▶ PROMPT
Every line below between the line holding "NOTE: For MP4" and the line holding "filename coverart/src/asf/read.rs", inclusive, should be repeated exactly, and all other lines omitted.

[DATA EXTRACTS]

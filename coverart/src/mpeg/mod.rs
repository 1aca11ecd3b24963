//! MPEG specific items
//!
//! ## File notes
//!
//! Only a leading ID3v2 tag is considered. ID3v1 and APE tags can't store pictures, and are
//! left untouched along with the audio frames.

pub(crate) mod header;
mod read;
mod write;

use crate::config::{ParseOptions, WriteOptions};
use crate::error::{CoverError, Result};
use crate::file::AudioFile;
use crate::id3::v2::Id3v2Tag;
use crate::util::io::{FileLike, Length, Truncate};

use std::io::{Read, Seek};

/// An MPEG file
#[derive(Clone, Debug, Default, PartialEq, Eq)]
pub struct MpegFile {
	pub(crate) id3v2_tag: Option<Id3v2Tag>,
}

impl MpegFile {
	/// The file's ID3v2 tag, if any
	pub fn id3v2(&self) -> Option<&Id3v2Tag> {
		self.id3v2_tag.as_ref()
	}

	/// Mutable access to the ID3v2 tag, creating an empty ID3v2.4 tag if needed
	pub fn id3v2_mut_or_insert(&mut self) -> &mut Id3v2Tag {
		self.id3v2_tag.get_or_insert_with(|| {
			log::debug!("Creating a new ID3v2.4 tag");
			Id3v2Tag::new()
		})
	}
}

impl AudioFile for MpegFile {
	fn read_from<R>(reader: &mut R, parse_options: ParseOptions) -> Result<Self>
	where
		R: Read + Seek,
		Self: Sized,
	{
		read::read_from(reader, parse_options)
	}

	fn save_to<F>(&self, file: &mut F, write_options: WriteOptions) -> Result<()>
	where
		F: FileLike,
		CoverError: From<<F as Truncate>::Error>,
		CoverError: From<<F as Length>::Error>,
	{
		write::write_to(file, self, write_options)
	}
}
//! Contains the errors that can arise within coverart
//!
//! The primary error is [`CoverError`]. The type of error is determined by [`ErrorKind`],
//! which can be extended at any time.
//!
//! Note that a file simply lacking cover art is *not* an error. That outcome is reported through
//! [`ReadStatus`](crate::cover::ReadStatus).

use crate::file::FileType;
pub use crate::util::text::TextEncodingError;

use std::collections::TryReserveError;
use std::fmt::{Debug, Display, Formatter};

/// Alias for `Result<T, CoverError>`
pub type Result<T> = std::result::Result<T, CoverError>;

/// What went wrong
#[derive(Debug)]
#[non_exhaustive]
pub enum ErrorKind {
	/// Tried to write cover art to a file outside of the MPEG, FLAC, MP4, and ASF families
	UnsupportedFile,

	/// An item is larger than the allocation limit, or than its container can describe
	///
	/// See [`GlobalOptions::allocation_limit`](crate::config::GlobalOptions::allocation_limit).
	TooMuchData,
	/// A declared size doesn't fit the data around it
	///
	/// For example, an MP4 atom claiming more bytes than its parent has left.
	SizeMismatch,
	/// The file isn't a valid stream of its format
	FileDecoding(FileDecodingError),
	/// The file can't be written in its format
	FileEncoding(FileEncodingError),

	/// A picture entry is malformed
	NotAPicture,

	/// Found a tag signature, but no valid tag behind it
	FakeTag,
	/// Text in a tag isn't valid for its declared encoding
	TextDecode(&'static str),
	/// Text can't be represented in the encoding a tag requires
	TextEncode(TextEncodingError),
	/// Something specific to ID3v2, see [`Id3v2ErrorKind`]
	Id3v2(Id3v2Error),

	/// An MP4 atom is malformed
	BadAtom(&'static str),

	/// Text expected to be UTF-8 wasn't
	StringFromUtf8(std::string::FromUtf8Error),
	/// Reading or writing the underlying storage failed
	Io(std::io::Error),
	/// Memory for an item couldn't be reserved
	Alloc(TryReserveError),
	/// Can never be constructed, only exists so [`Infallible`](std::convert::Infallible) can convert
	Infallible(std::convert::Infallible),
}

/// The types of errors that can occur while interacting with ID3v2 tags
#[derive(Debug)]
#[non_exhaustive]
pub enum Id3v2ErrorKind {
	// Header
	/// Arises when an invalid ID3v2 version is found
	BadId3v2Version(u8, u8),
	/// Arises when a compressed ID3v2.2 tag is encountered
	///
	/// At the time the ID3v2.2 specification was written, a compression scheme wasn't decided.
	/// As such, it is recommended to ignore the tag entirely.
	V2Compression,
	/// Arises when an extended header has an invalid size
	BadExtendedHeaderSize,

	// Frame
	/// Arises when a frame ID contains invalid characters (must be within `'A'..'Z'` or `'0'..'9'`)
	BadFrameId(Vec<u8>),
	/// Arises when a frame doesn't have enough data
	BadFrameLength,
	/// Arises when reading a compressed frame with no data length indicator
	MissingDataLengthIndicator,
	/// Arises when a text encoding other than Latin-1 or UTF-16 appear in an ID3v2.2 tag
	V2InvalidTextEncoding,
	/// Arises when a picture format can't be represented in an ID3v2.2 `PIC` frame
	BadPictureFormat(String),

	// Compression
	#[cfg(feature = "id3v2_compression_support")]
	/// Arises when a compressed frame is unable to be decompressed
	Decompression(std::io::Error),
	#[cfg(not(feature = "id3v2_compression_support"))]
	/// Arises when a compressed frame is encountered, but support is disabled
	CompressedFrameEncountered,
}

impl Display for Id3v2ErrorKind {
	fn fmt(&self, f: &mut Formatter<'_>) -> std::fmt::Result {
		match self {
			Self::BadId3v2Version(major, minor) => write!(
				f,
				"Found an invalid version (v{major}.{minor}), expected any major revision in: (2, \
				 3, 4)"
			),
			Self::V2Compression => write!(f, "Encountered a compressed ID3v2.2 tag"),
			Self::BadExtendedHeaderSize => {
				write!(f, "Found an extended header with an invalid size")
			},

			Self::BadFrameId(frame_id) => write!(f, "Failed to parse a frame ID: 0x{frame_id:x?}"),
			Self::BadFrameLength => write!(
				f,
				"Frame isn't long enough to extract the necessary information"
			),
			Self::MissingDataLengthIndicator => write!(
				f,
				"Encountered a compressed frame without a data length indicator"
			),
			Self::V2InvalidTextEncoding => {
				write!(f, "ID3v2.2 only supports Latin-1 and UTF-16 encodings")
			},
			Self::BadPictureFormat(format) => {
				write!(f, "Picture: Found unexpected format \"{format}\"")
			},

			#[cfg(feature = "id3v2_compression_support")]
			Self::Decompression(err) => write!(f, "Failed to decompress frame: {err}"),
			#[cfg(not(feature = "id3v2_compression_support"))]
			Self::CompressedFrameEncountered => write!(
				f,
				"Encountered a compressed ID3v2 frame, support is disabled"
			),
		}
	}
}

/// An error that arises while interacting with an ID3v2 tag
pub struct Id3v2Error {
	kind: Id3v2ErrorKind,
}

impl Id3v2Error {
	/// Create a new `Id3v2Error` from an [`Id3v2ErrorKind`]
	#[must_use]
	pub const fn new(kind: Id3v2ErrorKind) -> Self {
		Self { kind }
	}

	/// Returns the [`Id3v2ErrorKind`]
	pub fn kind(&self) -> &Id3v2ErrorKind {
		&self.kind
	}
}

impl Debug for Id3v2Error {
	fn fmt(&self, f: &mut Formatter<'_>) -> std::fmt::Result {
		write!(f, "ID3v2: {:?}", self.kind)
	}
}

impl Display for Id3v2Error {
	fn fmt(&self, f: &mut Formatter<'_>) -> std::fmt::Result {
		write!(f, "ID3v2: {}", self.kind)
	}
}

macro_rules! file_error {
	($(#[$meta:meta])* $name:ident => $variant:ident, $verb:literal) => {
		$(#[$meta])*
		pub struct $name {
			format: FileType,
			description: &'static str,
		}

		impl $name {
			#[doc = concat!("Create a `", stringify!($name), "` from a [`FileType`] and description")]
			#[must_use]
			pub const fn new(format: FileType, description: &'static str) -> Self {
				Self {
					format,
					description,
				}
			}

			#[doc = concat!("The [`FileType`] that failed to ", $verb)]
			pub fn format(&self) -> FileType {
				self.format
			}

			/// Returns the error description
			pub fn description(&self) -> &str {
				self.description
			}
		}

		impl Debug for $name {
			fn fmt(&self, f: &mut Formatter<'_>) -> std::fmt::Result {
				write!(f, "{:?}: {:?}", self.format, self.description)
			}
		}

		impl Display for $name {
			fn fmt(&self, f: &mut Formatter<'_>) -> std::fmt::Result {
				write!(f, "{:?}: {}", self.format, self.description)
			}
		}

		impl From<$name> for CoverError {
			fn from(input: $name) -> Self {
				Self {
					kind: ErrorKind::$variant(input),
				}
			}
		}
	};
}

file_error!(
	/// An error that arises while decoding a file
	FileDecodingError => FileDecoding,
	"decode"
);

file_error!(
	/// An error that arises while encoding a file
	///
	/// # Examples
	///
	/// ```rust
	/// use coverart::error::FileEncodingError;
	/// use coverart::file::FileType;
	///
	/// let flac_error = FileEncodingError::new(FileType::Flac, "Picture block is too large");
	/// assert_eq!(flac_error.format(), FileType::Flac);
	/// ```
	FileEncodingError => FileEncoding,
	"encode"
);

/// Errors that could occur within coverart
pub struct CoverError {
	pub(crate) kind: ErrorKind,
}

impl CoverError {
	/// Create a `CoverError` from an [`ErrorKind`]
	///
	/// # Examples
	///
	/// ```rust
	/// use coverart::error::{CoverError, ErrorKind};
	///
	/// let too_much_data = CoverError::new(ErrorKind::TooMuchData);
	/// ```
	#[must_use]
	pub const fn new(kind: ErrorKind) -> Self {
		Self { kind }
	}

	/// Returns the [`ErrorKind`]
	///
	/// # Examples
	///
	/// ```rust
	/// use coverart::error::{CoverError, ErrorKind};
	///
	/// let unsupported = CoverError::new(ErrorKind::UnsupportedFile);
	/// if let ErrorKind::UnsupportedFile = unsupported.kind() {
	/// 	println!("This file can't hold cover art");
	/// }
	/// ```
	pub fn kind(&self) -> &ErrorKind {
		&self.kind
	}
}

impl std::error::Error for CoverError {}

impl Debug for CoverError {
	fn fmt(&self, f: &mut Formatter<'_>) -> std::fmt::Result {
		write!(f, "{:?}", self.kind)
	}
}

macro_rules! wrap_error {
	($($source:ty => $variant:ident),+ $(,)?) => {
		$(
			impl From<$source> for CoverError {
				fn from(input: $source) -> Self {
					Self::new(ErrorKind::$variant(input))
				}
			}
		)+
	};
}

wrap_error! {
	Id3v2Error => Id3v2,
	TextEncodingError => TextEncode,
	std::io::Error => Io,
	std::string::FromUtf8Error => StringFromUtf8,
	TryReserveError => Alloc,
	std::convert::Infallible => Infallible,
}

impl Display for CoverError {
	fn fmt(&self, f: &mut Formatter<'_>) -> std::fmt::Result {
		match &self.kind {
			ErrorKind::UnsupportedFile => f.write_str("This file type can't hold cover art"),
			ErrorKind::TooMuchData => f.write_str("Item is too large to read or write"),
			ErrorKind::SizeMismatch => f.write_str("Item size doesn't fit within its container"),
			ErrorKind::FileDecoding(err) => write!(f, "{err}"),
			ErrorKind::FileEncoding(err) => write!(f, "{err}"),
			ErrorKind::NotAPicture => f.write_str("Picture: Malformed picture entry"),
			ErrorKind::FakeTag => f.write_str("Found a tag signature without a valid tag"),
			ErrorKind::TextDecode(message) => write!(f, "Text decoding: {message}"),
			ErrorKind::TextEncode(err) => write!(f, "Text encoding: {err}"),
			ErrorKind::Id3v2(err) => write!(f, "{err}"),
			ErrorKind::BadAtom(message) => write!(f, "MP4 atom: {message}"),
			ErrorKind::StringFromUtf8(err) => write!(f, "{err}"),
			ErrorKind::Io(err) => write!(f, "{err}"),
			ErrorKind::Alloc(err) => write!(f, "{err}"),
			ErrorKind::Infallible(never) => match *never {},
		}
	}
}
//! The format-agnostic cover picture and its type tag

/// The dimensions and color depth of a [`Picture`]
///
/// These are never decoded from the image data. They only travel with the picture where the
/// container stores them (FLAC `PICTURE` blocks).
#[derive(Debug, Copy, Clone, Eq, PartialEq, Hash, Default)]
pub struct PictureGeometry {
	/// The picture's width in pixels
	pub width: u32,
	/// The picture's height in pixels
	pub height: u32,
	/// The picture's color depth in bits per pixel
	pub color_depth: u32,
}

/// An embedded cover picture
///
/// A `Picture` always owns its data. Pictures read from a file are copied out of the file's tag
/// structure, so they stay valid after the file is modified or dropped.
///
/// # Examples
///
/// ```rust
/// use coverart::picture::{Picture, PictureGeometry};
///
/// let picture = Picture::new(vec![0x89, b'P', b'N', b'G'], "image/png").with_geometry(
/// 	PictureGeometry {
/// 		width: 500,
/// 		height: 500,
/// 		color_depth: 24,
/// 	},
/// );
///
/// assert_eq!(picture.mime_type(), "image/png");
/// assert_eq!(picture.geometry().map(|g| g.width), Some(500));
/// ```
#[derive(Debug, Clone, Eq, PartialEq, Hash)]
pub struct Picture {
	pub(crate) data: Vec<u8>,
	pub(crate) mime_type: String,
	pub(crate) geometry: Option<PictureGeometry>,
}

impl Picture {
	/// Create a new `Picture` with no geometry
	///
	/// The MIME type is stored as given. It is not validated or normalized.
	pub fn new<M>(data: Vec<u8>, mime_type: M) -> Self
	where
		M: Into<String>,
	{
		Self {
			data,
			mime_type: mime_type.into(),
			geometry: None,
		}
	}

	/// Attach a [`PictureGeometry`]
	#[must_use]
	pub fn with_geometry(mut self, geometry: PictureGeometry) -> Self {
		self.geometry = Some(geometry);
		self
	}

	/// The picture data
	pub fn data(&self) -> &[u8] {
		&self.data
	}

	/// Consumes the picture, returning its data
	pub fn into_data(self) -> Vec<u8> {
		self.data
	}

	/// The picture's MIME type
	///
	/// NOTE: For MP4 files, this is one of `image/jpeg`, `image/png`, `image/bmp`, `image/gif`,
	/// or an empty string when the stored format is unknown.
	pub fn mime_type(&self) -> &str {
		&self.mime_type
	}

	/// The picture's geometry, if the source container stored it
	pub fn geometry(&self) -> Option<PictureGeometry> {
		self.geometry
	}
}

macro_rules! picture_types {
	($($variant:ident => $code:literal),+ $(,)?) => {
		/// The picture type, according to ID3v2 APIC
		///
		/// The same codes are used by FLAC `PICTURE` blocks and ASF `WM/Picture` attributes.
		#[allow(missing_docs)]
		#[derive(Debug, Clone, Copy, Eq, PartialEq, Hash)]
		#[non_exhaustive]
		pub enum PictureType {
			$($variant,)+
			Undefined(u8),
		}

		impl PictureType {
			/// Get a `u8` from a `PictureType` according to ID3v2 APIC
			pub fn as_u8(&self) -> u8 {
				match self {
					$(Self::$variant => $code,)+
					Self::Undefined(i) => *i,
				}
			}

			/// Get a `PictureType` from a u8 according to ID3v2 APIC
			pub fn from_u8(byte: u8) -> Self {
				match byte {
					$($code => Self::$variant,)+
					i => Self::Undefined(i),
				}
			}
		}
	};
}

picture_types! {
	Other             => 0,
	Icon              => 1,
	OtherIcon         => 2,
	CoverFront        => 3,
	CoverBack         => 4,
	Leaflet           => 5,
	Media             => 6,
	LeadArtist        => 7,
	Artist            => 8,
	Conductor         => 9,
	Band              => 10,
	Composer          => 11,
	Lyricist          => 12,
	RecordingLocation => 13,
	DuringRecording   => 14,
	DuringPerformance => 15,
	ScreenCapture     => 16,
	BrightFish        => 17,
	Illustration      => 18,
	BandLogo          => 19,
	PublisherLogo     => 20,
}

impl PictureType {
	/// Whether this is the front cover type
	///
	/// This is the only distinction cover selection cares about.
	pub fn is_front_cover(self) -> bool {
		self.as_u8() == Self::CoverFront.as_u8()
	}
}
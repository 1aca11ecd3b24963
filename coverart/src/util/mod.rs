pub(crate) mod alloc;
pub mod io;
pub(crate) mod text;
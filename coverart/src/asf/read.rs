use super::attribute::{Attribute, AttributeObject, read_attributes};
use super::guid::{
	DATA_OBJECT, EXTENDED_CONTENT_DESCRIPTION_OBJECT, Guid, HEADER_EXTENSION_OBJECT, HEADER_OBJECT,
	METADATA_LIBRARY_OBJECT, METADATA_OBJECT,
};
use super::{AsfFile, AsfTag};
use crate::config::{ParseOptions, ParsingMode};
use crate::error::Result;
use crate::macros::{decode_err, err, parse_mode_choice, try_vec};

use std::io::{Read, Seek, SeekFrom};

use byteorder::{LittleEndian, ReadBytesExt};

// GUID + size
pub(super) const OBJECT_HEADER_SIZE: u64 = 24;
// Object header + object count + 2 reserved bytes
pub(super) const HEADER_OBJECT_SIZE: u64 = 30;
// Object header + reserved GUID + reserved u16 + data size
pub(super) const HEADER_EXTENSION_SIZE: u64 = 46;

#[derive(Default)]
struct AttributeLists {
	extended_content_description: Vec<Attribute>,
	metadata: Vec<Attribute>,
	metadata_library: Vec<Attribute>,
}

impl AttributeLists {
	fn read(
		&mut self,
		guid: Guid,
		content: &[u8],
		parse_mode: ParsingMode,
	) -> Result<()> {
		let (object, list) = match guid {
			EXTENDED_CONTENT_DESCRIPTION_OBJECT => (
				AttributeObject::ExtendedContentDescription,
				&mut self.extended_content_description,
			),
			METADATA_OBJECT => (AttributeObject::Metadata, &mut self.metadata),
			METADATA_LIBRARY_OBJECT => (AttributeObject::MetadataLibrary, &mut self.metadata_library),
			_ => return Ok(()),
		};

		if !list.is_empty() {
			parse_mode_choice!(
				parse_mode,
				STRICT: decode_err!(@BAIL Asf, "Found a duplicate attribute object"),
				DEFAULT: {
					log::warn!("ASF: Skipping duplicate {object:?} object");
					return Ok(());
				}
			);
		}

		*list = read_attributes(content, object, parse_mode)?;
		Ok(())
	}

	fn into_tag(self) -> AsfTag {
		let mut attributes = self.extended_content_description;
		attributes.extend(self.metadata);
		attributes.extend(self.metadata_library);

		AsfTag { attributes }
	}
}

fn read_object_header<R>(reader: &mut R, remaining: u64) -> Result<(Guid, u64)>
where
	R: Read,
{
	let guid = Guid::read(reader)?;
	let size = reader.read_u64::<LittleEndian>()?;

	if size < OBJECT_HEADER_SIZE || size > remaining {
		log::error!("ASF: Object {guid} has an invalid size ({size})");
		err!(SizeMismatch);
	}

	Ok((guid, size - OBJECT_HEADER_SIZE))
}

fn read_content<R>(reader: &mut R, len: u64) -> Result<Vec<u8>>
where
	R: Read,
{
	let mut content = try_vec![0; len as usize];
	reader.read_exact(&mut content)?;
	Ok(content)
}

fn read_header_extension<R>(
	reader: &mut R,
	len: u64,
	lists: &mut AttributeLists,
	parse_mode: ParsingMode,
) -> Result<()>
where
	R: Read + Seek,
{
	if len < HEADER_EXTENSION_SIZE - OBJECT_HEADER_SIZE {
		decode_err!(@BAIL Asf, "Header extension object too small");
	}

	// Reserved GUID and u16
	reader.seek(SeekFrom::Current(18))?;

	let data_size = u64::from(reader.read_u32::<LittleEndian>()?);
	if data_size > len - (HEADER_EXTENSION_SIZE - OBJECT_HEADER_SIZE) {
		err!(SizeMismatch);
	}

	let mut remaining = data_size;
	while remaining >= OBJECT_HEADER_SIZE {
		let (guid, content_len) = read_object_header(reader, remaining)?;
		remaining -= content_len + OBJECT_HEADER_SIZE;

		if guid == METADATA_OBJECT || guid == METADATA_LIBRARY_OBJECT {
			let content = read_content(reader, content_len)?;
			lists.read(guid, &content, parse_mode)?;
			continue;
		}

		reader.seek(SeekFrom::Current(content_len as i64))?;
	}

	Ok(())
}

pub(super) fn read_from<R>(reader: &mut R, parse_options: ParseOptions) -> Result<AsfFile>
where
	R: Read + Seek,
{
	let parse_mode = parse_options.parsing_mode;

	if Guid::read(reader)? != HEADER_OBJECT {
		decode_err!(@BAIL Asf, "File missing header object");
	}

	let header_size = reader.read_u64::<LittleEndian>()?;
	let object_count = reader.read_u32::<LittleEndian>()?;

	let mut reserved = [0; 2];
	reader.read_exact(&mut reserved)?;

	if header_size < HEADER_OBJECT_SIZE {
		decode_err!(@BAIL Asf, "Header object too small");
	}

	log::debug!("ASF: Header object has {object_count} children");

	let mut lists = AttributeLists::default();

	let mut remaining = header_size - HEADER_OBJECT_SIZE;
	for _ in 0..object_count {
		if remaining < OBJECT_HEADER_SIZE {
			parse_mode_choice!(
				parse_mode,
				STRICT: decode_err!(@BAIL Asf, "Header object ended before all children were read"),
				DEFAULT: break
			);
		}

		let (guid, content_len) = read_object_header(reader, remaining)?;
		remaining -= content_len + OBJECT_HEADER_SIZE;

		match guid {
			HEADER_EXTENSION_OBJECT => {
				let start = reader.stream_position()?;
				read_header_extension(reader, content_len, &mut lists, parse_mode)?;
				reader.seek(SeekFrom::Start(start + content_len))?;
			},
			EXTENDED_CONTENT_DESCRIPTION_OBJECT | METADATA_OBJECT | METADATA_LIBRARY_OBJECT => {
				let content = read_content(reader, content_len)?;
				lists.read(guid, &content, parse_mode)?;
			},
			_ => {
				reader.seek(SeekFrom::Current(content_len as i64))?;
			},
		}
	}

	if remaining > 0 {
		log::warn!("ASF: Skipping {remaining} bytes at the end of the header object");
		reader.seek(SeekFrom::Current(remaining as i64))?;
	}

	match Guid::read(reader) {
		Ok(guid) if guid == DATA_OBJECT => {},
		_ => parse_mode_choice!(
			parse_mode,
			STRICT: decode_err!(@BAIL Asf, "File missing data object"),
			DEFAULT: log::warn!("ASF: Expected a data object after the header")
		),
	}

	Ok(AsfFile {
		tag: lists.into_tag(),
	})
}
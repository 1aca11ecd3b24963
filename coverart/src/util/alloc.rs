use crate::config::global_options;
use crate::error::Result;
use crate::macros::err;

/// Backs [`try_vec!`](crate::macros::try_vec), use that instead
///
/// `len` usually comes straight from the file, so it is checked against
/// [`GlobalOptions::allocation_limit`](crate::config::GlobalOptions::allocation_limit) before
/// anything is allocated.
pub(crate) fn fallible_vec_from_element<T>(element: T, len: usize) -> Result<Vec<T>>
where
	T: Clone,
{
	if len > global_options().allocation_limit {
		log::warn!("Refusing to allocate {len} bytes, over the allocation limit");
		err!(TooMuchData);
	}

	let mut v = Vec::new();
	v.try_reserve_exact(len)?;
	v.resize(len, element);

	Ok(v)
}
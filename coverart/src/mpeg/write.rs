use super::MpegFile;
use crate::config::WriteOptions;
use crate::error::{CoverError, Result};
use crate::id3::leading_id3v2_len;
use crate::id3::v2::write::create_tag;
use crate::util::io::{FileLike, Length, Truncate, overwrite_all, read_all};

pub(super) fn write_to<F>(file: &mut F, mpeg_file: &MpegFile, write_options: WriteOptions) -> Result<()>
where
	F: FileLike,
	CoverError: From<<F as Truncate>::Error>,
	CoverError: From<<F as Length>::Error>,
{
	let Some(id3v2) = &mpeg_file.id3v2_tag else {
		log::debug!("MPEG: No ID3v2 tag to write");
		return Ok(());
	};

	let mut file_bytes = read_all(file)?;
	let existing_len = leading_id3v2_len(&file_bytes) as usize;

	let tag_bytes = create_tag(id3v2, write_options)?;
	log::debug!(
		"MPEG: Replacing {existing_len} byte ID3v2 tag with {} bytes",
		tag_bytes.len()
	);

	file_bytes.splice(..existing_len, tag_bytes);
	overwrite_all(file, &file_bytes)
}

[/DATA EXTRACTS]

▶ RESPONSE BELOW
	/// NOTE: For MP4 files, this is one of `image/jpeg`, `image/png`, `image/bmp`, `image/gif`,
	/// or an empty string when the stored format is unknown.
	pub fn mime_type(&self) -> &str {
		&self.mime_type
	}

	/// The picture's geometry, if the source container stored it
	pub fn geometry(&self) -> Option<PictureGeometry> {
		self.geometry
	}
}

macro_rules! picture_types {
	($($variant:ident => $code:literal),+ $(,)?) => {
		/// The picture type, according to ID3v2 APIC
		///
		/// The same codes are used by FLAC `PICTURE` blocks and ASF `WM/Picture` attributes.
		#[allow(missing_docs)]
		#[derive(Debug, Clone, Copy, Eq, PartialEq, Hash)]
		#[non_exhaustive]
		pub enum PictureType {
			$($variant,)+
			Undefined(u8),
		}

		impl PictureType {
			/// Get a `u8` from a `PictureType` according to ID3v2 APIC
			pub fn as_u8(&self) -> u8 {
				match self {
					$(Self::$variant => $code,)+
					Self::Undefined(i) => *i,
				}
			}

			/// Get a `PictureType` from a u8 according to ID3v2 APIC
			pub fn from_u8(byte: u8) -> Self {
				match byte {
					$($code => Self::$variant,)+
					i => Self::Undefined(i),
				}
			}
		}
	};
}

picture_types! {
	Other             => 0,
	Icon              => 1,
	OtherIcon         => 2,
	CoverFront        => 3,
	CoverBack         => 4,
	Leaflet           => 5,
	Media             => 6,
	LeadArtist        => 7,
	Artist            => 8,
	Conductor         => 9,
	Band              => 10,
	Composer          => 11,
	Lyricist          => 12,
	RecordingLocation => 13,
	DuringRecording   => 14,
	DuringPerformance => 15,
	ScreenCapture     => 16,
	BrightFish        => 17,
	Illustration      => 18,
	BandLogo          => 19,
	PublisherLogo     => 20,
}

impl PictureType {
	/// Whether this is the front cover type
	///
	/// This is the only distinction cover selection cares about.
	pub fn is_front_cover(self) -> bool {
		self.as_u8() == Self::CoverFront.as_u8()
	}
}
repository 1aca11ecd3b24963
filename coverart/src/util/mod.rs
pub(crate) mod alloc;
pub mod io;
pub(crate) mod text;
filename coverart/src/asf/read.rs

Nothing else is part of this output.